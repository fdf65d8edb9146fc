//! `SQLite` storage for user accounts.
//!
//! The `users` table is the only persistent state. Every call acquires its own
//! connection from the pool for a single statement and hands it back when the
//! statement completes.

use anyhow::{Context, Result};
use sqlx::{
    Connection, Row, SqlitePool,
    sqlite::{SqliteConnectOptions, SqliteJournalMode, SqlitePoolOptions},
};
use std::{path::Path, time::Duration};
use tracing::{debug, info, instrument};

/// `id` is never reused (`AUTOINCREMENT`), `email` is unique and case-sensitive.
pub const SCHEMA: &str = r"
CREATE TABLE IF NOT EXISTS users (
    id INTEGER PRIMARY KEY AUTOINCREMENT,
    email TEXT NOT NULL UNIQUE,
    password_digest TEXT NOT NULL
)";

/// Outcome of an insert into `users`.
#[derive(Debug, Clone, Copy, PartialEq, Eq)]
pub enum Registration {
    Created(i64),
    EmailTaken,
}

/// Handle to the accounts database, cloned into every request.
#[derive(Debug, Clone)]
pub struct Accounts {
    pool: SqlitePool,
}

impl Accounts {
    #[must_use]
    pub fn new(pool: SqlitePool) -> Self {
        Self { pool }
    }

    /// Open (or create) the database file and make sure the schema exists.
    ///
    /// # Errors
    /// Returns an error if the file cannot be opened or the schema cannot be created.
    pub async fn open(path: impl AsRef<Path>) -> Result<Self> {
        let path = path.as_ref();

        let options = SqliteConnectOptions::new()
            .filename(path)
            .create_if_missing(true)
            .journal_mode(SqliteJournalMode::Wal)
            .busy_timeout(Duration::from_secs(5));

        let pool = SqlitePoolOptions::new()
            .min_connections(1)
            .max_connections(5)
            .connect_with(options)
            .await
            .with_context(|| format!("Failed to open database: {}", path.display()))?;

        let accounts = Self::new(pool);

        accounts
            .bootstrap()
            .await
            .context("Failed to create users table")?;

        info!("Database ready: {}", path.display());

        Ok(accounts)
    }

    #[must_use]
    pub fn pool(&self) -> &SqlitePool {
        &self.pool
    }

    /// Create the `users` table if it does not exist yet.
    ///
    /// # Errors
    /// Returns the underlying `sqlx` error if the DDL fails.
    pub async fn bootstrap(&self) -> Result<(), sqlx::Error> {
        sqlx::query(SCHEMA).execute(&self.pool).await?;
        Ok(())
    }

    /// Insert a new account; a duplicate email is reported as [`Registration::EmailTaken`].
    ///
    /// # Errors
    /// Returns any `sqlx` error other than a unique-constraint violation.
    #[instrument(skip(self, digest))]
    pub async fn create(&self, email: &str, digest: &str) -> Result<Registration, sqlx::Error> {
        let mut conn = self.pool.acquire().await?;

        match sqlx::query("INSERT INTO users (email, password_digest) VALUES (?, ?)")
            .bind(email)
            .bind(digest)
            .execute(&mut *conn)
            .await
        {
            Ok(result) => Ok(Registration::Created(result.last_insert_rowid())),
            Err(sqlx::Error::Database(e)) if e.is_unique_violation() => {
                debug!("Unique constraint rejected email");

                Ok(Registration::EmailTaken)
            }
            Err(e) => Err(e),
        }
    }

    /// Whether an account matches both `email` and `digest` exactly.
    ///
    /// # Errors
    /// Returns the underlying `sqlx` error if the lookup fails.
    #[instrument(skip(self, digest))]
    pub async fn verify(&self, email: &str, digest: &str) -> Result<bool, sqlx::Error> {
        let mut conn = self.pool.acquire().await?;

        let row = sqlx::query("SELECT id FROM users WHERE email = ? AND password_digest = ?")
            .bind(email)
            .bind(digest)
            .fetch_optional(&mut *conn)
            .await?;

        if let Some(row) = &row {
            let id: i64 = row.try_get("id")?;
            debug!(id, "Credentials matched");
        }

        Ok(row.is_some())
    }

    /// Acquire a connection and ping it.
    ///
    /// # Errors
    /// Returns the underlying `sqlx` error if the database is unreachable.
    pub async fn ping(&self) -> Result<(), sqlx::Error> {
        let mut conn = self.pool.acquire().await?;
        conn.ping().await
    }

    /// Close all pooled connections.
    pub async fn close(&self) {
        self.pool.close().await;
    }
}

Task
All of the material above should be transcribed exactly, with no line omitted.

Result
repository fdf65d8edb9146fc
//! `SQLite` storage for user accounts.
//!
//! The `users` table is the only persistent state. Every call acquires its own
//! connection from the pool for a single statement and hands it back when the
//! statement completes.

use anyhow::{Context, Result};
use sqlx::{
    Connection, Row, SqlitePool,
    sqlite::{SqliteConnectOptions, SqliteJournalMode, SqlitePoolOptions},
};
use std::{path::Path, time::Duration};
use tracing::{debug, info, instrument};

/// `id` is never reused (`AUTOINCREMENT`), `email` is unique and case-sensitive.
pub const SCHEMA: &str = r"
CREATE TABLE IF NOT EXISTS users (
    id INTEGER PRIMARY KEY AUTOINCREMENT,
    email TEXT NOT NULL UNIQUE,
    password_digest TEXT NOT NULL
)";

/// Outcome of an insert into `users`.
#[derive(Debug, Clone, Copy, PartialEq, Eq)]
pub enum Registration {
    Created(i64),
    EmailTaken,
}

/// Handle to the accounts database, cloned into every request.
#[derive(Debug, Clone)]
pub struct Accounts {
    pool: SqlitePool,
}

impl Accounts {
    #[must_use]
    pub fn new(pool: SqlitePool) -> Self {
        Self { pool }
    }

    /// Open (or create) the database file and make sure the schema exists.
    ///
    /// # Errors
    /// Returns an error if the file cannot be opened or the schema cannot be created.
    pub async fn open(path: impl AsRef<Path>) -> Result<Self> {
        let path = path.as_ref();

        let options = SqliteConnectOptions::new()
            .filename(path)
            .create_if_missing(true)
            .journal_mode(SqliteJournalMode::Wal)
            .busy_timeout(Duration::from_secs(5));

        let pool = SqlitePoolOptions::new()
            .min_connections(1)
            .max_connections(5)
            .connect_with(options)
            .await
            .with_context(|| format!("Failed to open database: {}", path.display()))?;

        let accounts = Self::new(pool);

        accounts
            .bootstrap()
            .await
            .context("Failed to create users table")?;

        info!("Database ready: {}", path.display());

        Ok(accounts)
    }

    #[must_use]
    pub fn pool(&self) -> &SqlitePool {
        &self.pool
    }

    /// Create the `users` table if it does not exist yet.
    ///
    /// # Errors
    /// Returns the underlying `sqlx` error if the DDL fails.
    pub async fn bootstrap(&self) -> Result<(), sqlx::Error> {
        sqlx::query(SCHEMA).execute(&self.pool).await?;
        Ok(())
    }

    /// Insert a new account; a duplicate email is reported as [`Registration::EmailTaken`].
    ///
    /// # Errors
    /// Returns any `sqlx` error other than a unique-constraint violation.
    #[instrument(skip(self, digest))]
    pub async fn create(&self, email: &str, digest: &str) -> Result<Registration, sqlx::Error> {
        let mut conn = self.pool.acquire().await?;

        match sqlx::query("INSERT INTO users (email, password_digest) VALUES (?, ?)")
            .bind(email)
            .bind(digest)
            .execute(&mut *conn)
            .await
        {
            Ok(result) => Ok(Registration::Created(result.last_insert_rowid())),
            Err(sqlx::Error::Database(e)) if e.is_unique_violation() => {
                debug!("Unique constraint rejected email");

                Ok(Registration::EmailTaken)
            }
            Err(e) => Err(e),
        }
    }

    /// Whether an account matches both `email` and `digest` exactly.
    ///
    /// # Errors
    /// Returns the underlying `sqlx` error if the lookup fails.
    #[instrument(skip(self, digest))]
    pub async fn verify(&self, email: &str, digest: &str) -> Result<bool, sqlx::Error> {
        let mut conn = self.pool.acquire().await?;

        let row = sqlx::query("SELECT id FROM users WHERE email = ? AND password_digest = ?")
            .bind(email)
            .bind(digest)
            .fetch_optional(&mut *conn)
            .await?;

        if let Some(row) = &row {
            let id: i64 = row.try_get("id")?;
            debug!(id, "Credentials matched");
        }

        Ok(row.is_some())
    }

    /// Acquire a connection and ping it.
    ///
    /// # Errors
    /// Returns the underlying `sqlx` error if the database is unreachable.
    pub async fn ping(&self) -> Result<(), sqlx::Error> {
        let mut conn = self.pool.acquire().await?;
        conn.ping().await
    }

    /// Close all pooled connections.
    pub async fn close(&self) {
        self.pool.close().await;
    }
}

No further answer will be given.